Source data
.....

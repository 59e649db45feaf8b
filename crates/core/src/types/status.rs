//! Status enums for the storefront flows.

use serde::{Deserialize, Serialize};

/// Where the simulated checkout currently is.
///
/// ```text
/// Idle -> Validating -> Processing -> Completed
///             |              |
///             v              v
///          Rejected      Cancelled
/// ```
#[derive(Debug, Clone, Copy, PartialEq, Eq, Hash, Serialize, Deserialize, Default)]
#[serde(rename_all = "snake_case")]
pub enum CheckoutStatus {
    #[default]
    Idle,
    Validating,
    Processing,
    Completed,
    Rejected,
    Cancelled,
}

impl CheckoutStatus {
    /// Whether a new submission may start from this state.
    #[must_use]
    pub const fn accepts_submit(self) -> bool {
        !matches!(self, Self::Validating | Self::Processing)
    }
}

impl std::fmt::Display for CheckoutStatus {
    fn fmt(&self, f: &mut std::fmt::Formatter<'_>) -> std::fmt::Result {
        match self {
            Self::Idle => write!(f, "idle"),
            Self::Validating => write!(f, "validating"),
            Self::Processing => write!(f, "processing"),
            Self::Completed => write!(f, "completed"),
            Self::Rejected => write!(f, "rejected"),
            Self::Cancelled => write!(f, "cancelled"),
        }
    }
}

/// Category of a user-facing message.
///
/// `Info` marks something recoverable the user can act on (fix a form field,
/// retry a load); `Success` confirms a completed action.
#[derive(Debug, Clone, Copy, PartialEq, Eq, Hash, Serialize, Deserialize, Default)]
#[serde(rename_all = "snake_case")]
pub enum NotificationKind {
    Success,
    #[default]
    Info,
}

impl std::fmt::Display for NotificationKind {
    fn fmt(&self, f: &mut std::fmt::Formatter<'_>) -> std::fmt::Result {
        match self {
            Self::Success => write!(f, "success"),
            Self::Info => write!(f, "info"),
        }
    }
}

impl std::str::FromStr for NotificationKind {
    type Err = String;

    fn from_str(s: &str) -> Result<Self, Self::Err> {
        match s {
            "success" => Ok(Self::Success),
            "info" => Ok(Self::Info),
            _ => Err(format!("invalid notification kind: {s}")),
        }
    }
}
//! Account domain types.

use chrono::{DateTime, Utc};
use serde::{Deserialize, Serialize};

use markethub_core::Email;

/// The signed-in account, as persisted under `<site>User`.
///
/// Authentication is simulated: no password or credential is ever stored.
#[derive(Debug, Clone, PartialEq, Eq, Serialize, Deserialize)]
pub struct UserProfile {
    /// Display name, present when the account came from sign-up.
    pub name: Option<String>,
    pub email: Email,
    pub signed_in_at: DateTime<Utc>,
}

impl UserProfile {
    /// Name to greet the user with, falling back to the email local part.
    #[must_use]
    pub fn display_name(&self) -> &str {
        self.name
            .as_deref()
            .filter(|n| !n.trim().is_empty())
            .unwrap_or_else(|| self.email.local_part())
    }
}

.....

Return, from the entries, each line that holds "String".

    type Err = String;
    pub name: Option<String>,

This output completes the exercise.